Is there an Extended Backus–Naur form (EBNF) that covers all of English?
Is there an EBNF (Extended Backus–Naur form) that covers all of English, and if so, what is it?
No.
It's been well demonstrated in the linguistic literature that natural human languages, including English, cannot be captured in a context-free grammar.
Here's a link for you (PDF): Evidence against the context-freeness of natural language
The answer is best approximated as "yes", although there are some strictly non-context free components of English. The approximation of saying "English grammar is context free" is more true than false, in that the vast majority of the sentences you will encounter will be parsable by a simple EBNF, and all of them will be parseable by a mild extension of EBNF that I will describe below, and which does not require anything more than a stack plus some list-variables to keep track of permutable objects.
The permutable list variables you have to keep track of in the parsing algorithm are (probably) not strictly context free constructions, but they are not deep modifications of the context-free grammar idea, and there will be a preferred ordering of the list which is the one most commonly occurring in the New York Times, which is strictly context free.

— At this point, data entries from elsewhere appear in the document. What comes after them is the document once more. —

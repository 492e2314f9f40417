//! Port inventory application service.

use crate::domain::{Classifier, PortFinding};
use crate::error::Result;
use crate::ports::PortScannerPort;

/// Application service for port inventory queries.
///
/// Every query runs a fresh scan through the `PortScannerPort`, so results
/// always reflect the system at the time of the call.
pub struct PortService<S: PortScannerPort> {
    scanner: S,
    classifier: Classifier,
}

impl<S: PortScannerPort> PortService<S> {
    /// Create a new port service with the given scanner.
    pub fn new(scanner: S, classifier: Classifier) -> Self {
        Self {
            scanner,
            classifier,
        }
    }

    /// All listening ports, sorted by port.
    pub async fn list_listening_ports(&self) -> Result<Vec<PortFinding>> {
        self.scanner.scan().await
    }

    /// Listening ports inside the development ranges.
    pub async fn development_ports(&self) -> Result<Vec<PortFinding>> {
        let findings = self.scanner.scan().await?;
        Ok(findings
            .into_iter()
            .filter(|f| self.classifier.is_development_port(f.port()))
            .collect())
    }

    /// The first finding for `port`, if anything listens on it.
    pub async fn port_info(&self, port: u16) -> Result<Option<PortFinding>> {
        let findings = self.scanner.scan().await?;
        Ok(findings.into_iter().find(|f| f.port() == port))
    }

    pub fn is_development_port(&self, port: u16) -> bool {
        self.classifier.is_development_port(port)
    }

    pub fn classifier(&self) -> &Classifier {
        &self.classifier
    }
}
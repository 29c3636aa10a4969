//! Integration tests using wiremock to simulate the address API.

use http::{HeaderMap, StatusCode};
use serde_json::json;
use smarty_street::transport::{PreparedRequest, RawResponse, Transport};
use smarty_street::{
    AddressInput, AddressOptional, Client, Credentials, Error, StatusKind, ValidationError,
};
use std::sync::{Arc, Mutex};
use std::time::Duration;
use wiremock::matchers::{body_json, header, method, path, query_param};
use wiremock::{Mock, MockServer, ResponseTemplate};

fn client_for(mock_server: &MockServer) -> Client {
    Client::builder()
        .base_url(format!("{}/street-address", mock_server.uri()))
        .unwrap()
        .credentials(Credentials::new("test-id", "test-token"))
        .build()
        .unwrap()
}

fn candidate(input_index: usize, candidate_index: usize, line: &str) -> serde_json::Value {
    json!({
        "input_index": input_index,
        "candidate_index": candidate_index,
        "delivery_line_1": line,
        "last_line": "Provo UT 84604-4405",
        "components": {"city_name": "Provo", "state_abbreviation": "UT", "zipcode": "84604"},
        "metadata": {"latitude": 40.27658, "longitude": -111.65759, "time_zone": "Mountain"},
        "analysis": {"dpv_match_code": "Y"}
    })
}

#[tokio::test]
async fn test_successful_get_lookup() {
    let mock_server = MockServer::start().await;

    Mock::given(method("GET"))
        .and(path("/street-address"))
        .and(query_param("auth-id", "test-id"))
        .and(query_param("auth-token", "test-token"))
        .and(query_param("street", "3214 N University Ave"))
        .and(query_param("city", "Provo"))
        .and(query_param("state", "UT"))
        .and(query_param("candidates", "2"))
        .and(query_param("input_id", "row-1"))
        .respond_with(ResponseTemplate::new(200).set_body_json(json!([
            candidate(0, 0, "3214 N University Ave"),
            candidate(0, 1, "3214 N University Ave Ste 1"),
        ])))
        .expect(1)
        .mount(&mock_server)
        .await;

    let client = client_for(&mock_server);
    let input = AddressInput::new()
        .street("3214 N University Ave")
        .city("Provo")
        .state("UT")
        .candidates(2);
    let optional = AddressOptional::new().input_id("row-1");

    let response = client.get_address(&input, Some(&optional)).await.unwrap();

    assert_eq!(response.status.as_u16(), 200);
    assert_eq!(response.data.len(), 2);
    assert_eq!(response.data[0].delivery_line_1, "3214 N University Ave");
    assert_eq!(response.data[1].candidate_index, 1);
    assert_eq!(response.data[0].components.city_name, "Provo");
    assert!(response.data[0].analysis.dpv_match().is_deliverable());
    assert!(response.raw_body.contains("Provo"));
}

#[tokio::test]
async fn test_freeform_get_lookup() {
    let mock_server = MockServer::start().await;

    Mock::given(method("GET"))
        .and(path("/street-address"))
        .and(query_param("street", "1 Rosedale, Baltimore, MD"))
        .and(query_param("candidates", "1"))
        .respond_with(ResponseTemplate::new(200).set_body_json(json!([])))
        .expect(1)
        .mount(&mock_server)
        .await;

    let client = client_for(&mock_server);
    let input = AddressInput::new().freeform("1 Rosedale, Baltimore, MD");

    let response = client.get_address(&input, None).await.unwrap();
    assert!(response.data.is_empty());
}

#[tokio::test]
async fn test_successful_post_batch() {
    let mock_server = MockServer::start().await;

    Mock::given(method("POST"))
        .and(path("/street-address"))
        .and(query_param("auth-id", "batch-id"))
        .and(header("content-type", "application/json"))
        .and(body_json(json!([
            {"street": "3214 N University Ave", "city": "Provo", "state": "UT", "candidates": 1},
            {"street": "1 Rosedale", "zipcode": "21229", "candidates": 5, "input_id": "second"}
        ])))
        .respond_with(ResponseTemplate::new(200).set_body_json(json!([
            candidate(0, 0, "first"),
            candidate(1, 0, "second"),
            candidate(1, 1, "third"),
        ])))
        .expect(1)
        .mount(&mock_server)
        .await;

    let client = client_for(&mock_server);
    let inputs = vec![
        AddressInput::new()
            .street("3214 N University Ave")
            .city("Provo")
            .state("UT"),
        AddressInput::new()
            .credentials(Credentials::new("batch-id", "batch-token"))
            .street("1 Rosedale")
            .zipcode("21229")
            .candidates(5),
    ];
    let optionals = vec![None, Some(AddressOptional::new().input_id("second"))];

    let response = client
        .post_addresses(&inputs, Some(&optionals))
        .await
        .unwrap();

    let lines: Vec<_> = response
        .iter()
        .map(|c| c.delivery_line_1.as_str())
        .collect();
    assert_eq!(lines, vec!["first", "second", "third"]);
    assert_eq!(response.for_input(1).count(), 2);
}

#[tokio::test]
async fn test_unauthorized() {
    let mock_server = MockServer::start().await;

    Mock::given(method("GET"))
        .and(path("/street-address"))
        .respond_with(ResponseTemplate::new(401).set_body_string("Unauthorized"))
        .mount(&mock_server)
        .await;

    let client = client_for(&mock_server);
    let result = client
        .get_address(&AddressInput::new().freeform("x"), None)
        .await;

    match result {
        Err(Error::HttpError {
            status,
            kind,
            raw_response,
            ..
        }) => {
            assert_eq!(status.as_u16(), 401);
            assert_eq!(kind, StatusKind::Unauthorized);
            assert_eq!(raw_response, "Unauthorized");
        }
        _ => panic!("Expected HttpError, got {:?}", result),
    }
}

#[tokio::test]
async fn test_documented_status_codes() {
    let cases = [
        (400, StatusKind::BadRequest),
        (402, StatusKind::PaymentRequired),
        (413, StatusKind::RequestTooLarge),
        (429, StatusKind::TooManyRequests),
        (500, StatusKind::Unexpected),
    ];

    for (code, expected) in cases {
        let mock_server = MockServer::start().await;

        Mock::given(method("POST"))
            .and(path("/street-address"))
            .respond_with(ResponseTemplate::new(code))
            .expect(1)
            .mount(&mock_server)
            .await;

        let client = client_for(&mock_server);
        let err = client
            .post_addresses(&[AddressInput::new().freeform("x")], None)
            .await
            .unwrap_err();

        assert_eq!(err.status().map(|s| s.as_u16()), Some(code));
        assert_eq!(err.status_kind(), Some(expected));
    }
}

#[tokio::test]
async fn test_truncated_body_is_deserialization_error() {
    let mock_server = MockServer::start().await;

    Mock::given(method("GET"))
        .and(path("/street-address"))
        .respond_with(ResponseTemplate::new(200).set_body_string(r#"[{"input_index": 0, "deli"#))
        .mount(&mock_server)
        .await;

    let client = client_for(&mock_server);
    let result = client
        .get_address(&AddressInput::new().freeform("x"), None)
        .await;

    match result {
        Err(Error::DeserializationFailed {
            raw_response,
            status,
            ..
        }) => {
            assert_eq!(status.as_u16(), 200);
            assert_eq!(raw_response, r#"[{"input_index": 0, "deli"#);
        }
        _ => panic!("Expected DeserializationFailed, got {:?}", result),
    }
}

#[tokio::test]
async fn test_invalid_input_sends_nothing() {
    let mock_server = MockServer::start().await;

    Mock::given(method("GET"))
        .respond_with(ResponseTemplate::new(200).set_body_json(json!([])))
        .expect(0)
        .mount(&mock_server)
        .await;

    let client = client_for(&mock_server);
    let result = client
        .get_address(&AddressInput::new().street("1 Rosedale"), None)
        .await;

    assert!(matches!(
        result,
        Err(Error::Validation(ValidationError::IncompleteStreet))
    ));
}

#[tokio::test]
async fn test_timeout() {
    let mock_server = MockServer::start().await;

    Mock::given(method("GET"))
        .respond_with(
            ResponseTemplate::new(200)
                .set_body_json(json!([]))
                .set_delay(Duration::from_millis(500)),
        )
        .mount(&mock_server)
        .await;

    let client = Client::builder()
        .base_url(format!("{}/street-address", mock_server.uri()))
        .unwrap()
        .credentials(Credentials::new("test-id", "test-token"))
        .timeout(Duration::from_millis(50))
        .build()
        .unwrap();

    let result = client
        .get_address(&AddressInput::new().freeform("x"), None)
        .await;
    assert!(matches!(result, Err(Error::Timeout)), "got {:?}", result);
}

#[tokio::test]
async fn test_default_headers_reach_server() {
    let mock_server = MockServer::start().await;

    Mock::given(method("GET"))
        .and(header("user-agent", "test-agent"))
        .respond_with(ResponseTemplate::new(200).set_body_json(json!([])))
        .expect(1)
        .mount(&mock_server)
        .await;

    let client = Client::builder()
        .base_url(format!("{}/street-address", mock_server.uri()))
        .unwrap()
        .credentials(Credentials::new("test-id", "test-token"))
        .default_header("User-Agent", "test-agent")
        .unwrap()
        .build()
        .unwrap();

    client
        .get_address(&AddressInput::new().freeform("x"), None)
        .await
        .unwrap();
}

/// Records every request and answers with a canned response.
#[derive(Clone, Default)]
struct RecordingTransport {
    sent: Arc<Mutex<Vec<PreparedRequest>>>,
}

impl Transport for RecordingTransport {
    async fn send(&self, request: PreparedRequest) -> smarty_street::Result<RawResponse> {
        self.sent.lock().unwrap().push(request);
        Ok(RawResponse {
            status: StatusCode::OK,
            headers: HeaderMap::new(),
            body: "[]".to_string(),
        })
    }
}

#[tokio::test]
async fn test_invalid_batch_entry_blocks_request() {
    let transport = RecordingTransport::default();
    let client = Client::builder()
        .credentials(Credentials::new("id", "token"))
        .build_with_transport(transport.clone())
        .unwrap();

    let inputs = vec![
        AddressInput::new().freeform("ok"),
        AddressInput::new().city("Provo").state("UT"),
        AddressInput::new().street("1 Rosedale").zipcode("21229"),
    ];

    match client.post_addresses(&inputs, None).await {
        Err(Error::InvalidBatch { failures, total }) => {
            assert_eq!(total, 3);
            assert_eq!(failures.len(), 1);
            assert_eq!(failures[0].index, 1);
            assert_eq!(failures[0].reason, ValidationError::MissingAddress);
        }
        other => panic!("Expected InvalidBatch, got {:?}", other),
    }
    assert!(transport.sent.lock().unwrap().is_empty());
}

#[tokio::test]
async fn test_missing_credentials_blocks_request() {
    let transport = RecordingTransport::default();
    let client = Client::builder()
        .build_with_transport(transport.clone())
        .unwrap();

    let result = client
        .get_address(&AddressInput::new().freeform("x"), None)
        .await;

    assert!(matches!(result, Err(Error::MissingCredentials)));
    assert!(transport.sent.lock().unwrap().is_empty());
}

#[tokio::test]
async fn test_batch_length_mismatch() {
    let transport = RecordingTransport::default();
    let client = Client::builder()
        .credentials(Credentials::new("id", "token"))
        .build_with_transport(transport.clone())
        .unwrap();

    let inputs = vec![
        AddressInput::new().freeform("a"),
        AddressInput::new().freeform("b"),
    ];
    let optionals = vec![Some(AddressOptional::new().addressee("ACME"))];

    let result = client.post_addresses(&inputs, Some(&optionals)).await;

    assert!(matches!(
        result,
        Err(Error::LengthMismatch {
            inputs: 2,
            optionals: 1
        })
    ));
    assert!(transport.sent.lock().unwrap().is_empty());
}

#[tokio::test]
async fn test_prepared_request_can_be_sent_later() {
    let transport = RecordingTransport::default();
    let client = Client::builder()
        .credentials(Credentials::new("id", "token"))
        .build_with_transport(transport.clone())
        .unwrap();

    let input = AddressInput::new()
        .street("1 Rosedale")
        .zipcode("21229")
        .candidates(15);
    let request = client.prepare_get(&input, None).unwrap();
    assert!(request
        .url
        .as_str()
        .ends_with("&street=1+Rosedale&zipcode=21229&candidates=10"));

    client.send(request).await.unwrap();

    let sent = transport.sent.lock().unwrap();
    assert_eq!(sent.len(), 1);
    assert_eq!(sent[0].method, http::Method::GET);
}
//! Serialization of address inputs for the GET and POST endpoints.
//!
//! GET lookups put every field in the query string; POST batches send a JSON
//! array of [`BatchEntry`] objects and keep only the credentials in the URL.
//! Free-form addresses travel in the same `street` field as discrete
//! street lines.

use crate::address::{present, AddressInput, AddressOptional, Addressing, Credentials};
use crate::transport::PreparedRequest;
use crate::{BatchFailure, Error, Result, ValidationError};
use http::header::CONTENT_TYPE;
use http::{HeaderMap, HeaderValue, Method};
use serde::Serialize;
use url::form_urlencoded::byte_serialize;
use url::Url;

/// The largest number of addresses a single POST may carry.
pub const MAX_BATCH_SIZE: usize = 100;

/// One element of the POST body.
#[derive(Debug, Clone, Default, PartialEq, Eq, Serialize)]
pub struct BatchEntry {
    /// The street line, or the free-form address.
    pub street: String,
    /// The city, sent only together with the state.
    #[serde(skip_serializing_if = "Option::is_none")]
    pub city: Option<String>,
    /// The state, sent only together with the city.
    #[serde(skip_serializing_if = "Option::is_none")]
    pub state: Option<String>,
    /// The ZIP code.
    #[serde(skip_serializing_if = "Option::is_none")]
    pub zipcode: Option<String>,
    /// Maximum number of candidates, already clamped to `1..=10`.
    pub candidates: u8,
    /// Name of the recipient, firm or company.
    #[serde(skip_serializing_if = "Option::is_none")]
    pub addressee: Option<String>,
    /// Correlation id echoed back in every candidate.
    #[serde(skip_serializing_if = "Option::is_none")]
    pub input_id: Option<String>,
    /// City, state and ZIP code combined.
    #[serde(skip_serializing_if = "Option::is_none")]
    pub lastline: Option<String>,
    /// Apartment, suite, or office number.
    #[serde(skip_serializing_if = "Option::is_none")]
    pub secondary: Option<String>,
    /// Extra address line.
    #[serde(skip_serializing_if = "Option::is_none")]
    pub street2: Option<String>,
    /// Urbanization name (Puerto Rico only).
    #[serde(skip_serializing_if = "Option::is_none")]
    pub urbanization: Option<String>,
}

impl BatchEntry {
    /// Builds the entry for a validated input.
    pub fn new(input: &AddressInput) -> std::result::Result<Self, ValidationError> {
        let addressing = input.addressing()?;
        let mut entry = BatchEntry {
            street: addressing.street_line().to_string(),
            candidates: input.candidate_count(),
            ..Default::default()
        };

        if let Addressing::Street {
            city_state,
            zipcode,
            ..
        } = addressing
        {
            if let Some((city, state)) = city_state {
                entry.city = Some(city.to_string());
                entry.state = Some(state.to_string());
            }
            entry.zipcode = zipcode.map(str::to_string);
        }

        Ok(entry)
    }

    /// Copies every present optional field onto the entry.
    pub fn apply_optional(&mut self, optional: &AddressOptional) {
        self.addressee = present(&optional.addressee).map(str::to_string);
        self.input_id = present(&optional.input_id).map(str::to_string);
        self.lastline = present(&optional.lastline).map(str::to_string);
        self.secondary = present(&optional.secondary).map(str::to_string);
        self.street2 = present(&optional.street2).map(str::to_string);
        self.urbanization = present(&optional.urbanization).map(str::to_string);
    }
}

/// Builds the address part of a GET query string.
///
/// The result starts with `&street=` and is followed by `&city=…&state=…`
/// and/or `&zipcode=…` for street-based inputs.
///
/// # Examples
///
/// ```
/// use smarty_street::{request::address_query, AddressInput};
///
/// let input = AddressInput::new()
///     .street("1 Main St")
///     .city("Springfield")
///     .state("IL");
/// assert_eq!(
///     address_query(&input).unwrap(),
///     "&street=1+Main+St&city=Springfield&state=IL"
/// );
/// ```
///
/// # Errors
///
/// Returns a [`ValidationError`] when the input satisfies none of the
/// accepted field combinations.
pub fn address_query(input: &AddressInput) -> std::result::Result<String, ValidationError> {
    let addressing = input.addressing()?;
    let mut query = String::new();
    push_param(&mut query, "street", addressing.street_line());

    if let Addressing::Street {
        city_state,
        zipcode,
        ..
    } = addressing
    {
        if let Some((city, state)) = city_state {
            push_param(&mut query, "city", city);
            push_param(&mut query, "state", state);
        }
        if let Some(zipcode) = zipcode {
            push_param(&mut query, "zipcode", zipcode);
        }
    }

    Ok(query)
}

/// Appends `&candidates=N`, with `N` clamped to `1..=10`.
pub fn append_candidates(input: &AddressInput, query: &mut String) {
    query.push_str("&candidates=");
    query.push_str(&input.candidate_count().to_string());
}

/// Builds the query string for the present optional fields.
///
/// Absent fields contribute nothing, so an empty [`AddressOptional`] yields
/// an empty string.
pub fn optional_query(optional: &AddressOptional) -> String {
    let mut query = String::new();
    for (name, value) in optional.fields() {
        push_param(&mut query, name, value);
    }
    query
}

/// Validates and serializes a batch for the POST endpoint.
///
/// `optionals` must either be `None` or pair up one-to-one with `inputs`;
/// individual pairs may still be `None`. Every entry is validated even after
/// a failure, so the returned error lists all invalid entries.
///
/// # Errors
///
/// - [`Error::LengthMismatch`] when `optionals` has a different length
/// - [`Error::InvalidBatch`] when any entry fails validation
pub fn build_batch(
    inputs: &[AddressInput],
    optionals: Option<&[Option<AddressOptional>]>,
) -> Result<Vec<BatchEntry>> {
    if let Some(optionals) = optionals {
        if optionals.len() != inputs.len() {
            return Err(Error::LengthMismatch {
                inputs: inputs.len(),
                optionals: optionals.len(),
            });
        }
    }

    let mut entries = Vec::with_capacity(inputs.len());
    let mut failures = Vec::new();

    for (index, input) in inputs.iter().enumerate() {
        match BatchEntry::new(input) {
            Ok(mut entry) => {
                if let Some(Some(optional)) = optionals.map(|o| &o[index]) {
                    entry.apply_optional(optional);
                }
                entries.push(entry);
            }
            Err(reason) => {
                tracing::warn!(index = index, reason = %reason, "Invalid batch entry");
                failures.push(BatchFailure { index, reason });
            }
        }
    }

    if failures.is_empty() {
        Ok(entries)
    } else {
        Err(Error::InvalidBatch {
            failures,
            total: inputs.len(),
        })
    }
}

/// Picks the credentials for a batch: the first entry that carries a
/// complete pair, else `fallback`.
pub fn batch_credentials<'a>(
    inputs: &'a [AddressInput],
    fallback: Option<&'a Credentials>,
) -> Option<&'a Credentials> {
    inputs
        .iter()
        .find_map(AddressInput::complete_credentials)
        .or_else(|| fallback.filter(|c| c.is_complete()))
}

/// Builds the GET request for a single lookup.
pub fn build_get_request(
    base_url: &Url,
    credentials: Option<&Credentials>,
    input: &AddressInput,
    optional: Option<&AddressOptional>,
) -> Result<PreparedRequest> {
    let credentials = input
        .complete_credentials()
        .or_else(|| credentials.filter(|c| c.is_complete()))
        .ok_or(Error::MissingCredentials)?;

    let mut query = auth_query(credentials);
    query.push_str(&address_query(input)?);
    append_candidates(input, &mut query);
    if let Some(optional) = optional {
        query.push_str(&optional_query(optional));
    }

    let url = with_query(base_url, &query);

    Ok(PreparedRequest {
        method: Method::GET,
        url,
        headers: HeaderMap::new(),
        body: None,
    })
}

/// Builds the POST request for a batch lookup.
///
/// # Errors
///
/// Besides the errors of [`build_batch`], fails with [`Error::EmptyBatch`],
/// [`Error::BatchTooLarge`] or [`Error::MissingCredentials`].
pub fn build_post_request(
    base_url: &Url,
    credentials: Option<&Credentials>,
    inputs: &[AddressInput],
    optionals: Option<&[Option<AddressOptional>]>,
) -> Result<PreparedRequest> {
    if inputs.is_empty() {
        return Err(Error::EmptyBatch);
    }
    if inputs.len() > MAX_BATCH_SIZE {
        return Err(Error::BatchTooLarge {
            len: inputs.len(),
            max: MAX_BATCH_SIZE,
        });
    }

    let entries = build_batch(inputs, optionals)?;
    let credentials = batch_credentials(inputs, credentials).ok_or(Error::MissingCredentials)?;

    let body =
        serde_json::to_string(&entries).map_err(|e| Error::SerializationFailed(e.to_string()))?;

    let url = with_query(base_url, &auth_query(credentials));

    let mut headers = HeaderMap::new();
    headers.insert(CONTENT_TYPE, HeaderValue::from_static("application/json"));

    Ok(PreparedRequest {
        method: Method::POST,
        url,
        headers,
        body: Some(body),
    })
}

/// Appends `query` after any query already present on `base_url`.
fn with_query(base_url: &Url, query: &str) -> Url {
    let mut url = base_url.clone();
    match base_url.query().filter(|q| !q.is_empty()) {
        Some(existing) => url.set_query(Some(&format!("{}&{}", existing, query))),
        None => url.set_query(Some(query)),
    }
    url
}

fn auth_query(credentials: &Credentials) -> String {
    format!(
        "auth-id={}&auth-token={}",
        encode(&credentials.auth_id),
        encode(&credentials.auth_token)
    )
}

fn push_param(query: &mut String, name: &str, value: &str) {
    query.push('&');
    query.push_str(name);
    query.push('=');
    query.push_str(&encode(value));
}

fn encode(value: &str) -> String {
    byte_serialize(value.as_bytes()).collect()
}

I did not thoroughly bug-check the grammar, but it is mostly okeh.
The Generating problem and the Parsing Problem
There are two different problems in a formal grammar, the problem of generating all outputs and the problem of parsing a given output. To illustrate, consider the following BNF:
SENTENCE: ALIST | BLIST
ALIST: "a" ALIST | "a" BLIST | ""
BLIST: "b" BLIST | "b" ALIST | "ba" ALIST | ""
The very simple rules for generating the productions of the grammar are given above. The vertical line is read "or", and it separates options for expanding the objects in capitals. The stuff in quotes are actual letters, and the empty string "" means that you produce nothing. To start, you have one symbol
SENTENCE
Then you replace SENTENCE with one of the options to the right of the colon. For illustration, take ALIST
ALIST
Now you replace ALIST with one of its options (removing the quote marks),
a BLIST
Now replace BLIST with one of its options, and so on, until you run out of capital letter things. The capital letter things are called "nonterminals", and the lowercase things are called "terminals" or "leaves". The result in this case is a string of alternating a's and b's:
ababbabbab
Each finished product is a sentence of the language. Since I have given the rules explicitly, all productions are generatable by a simple algorithm.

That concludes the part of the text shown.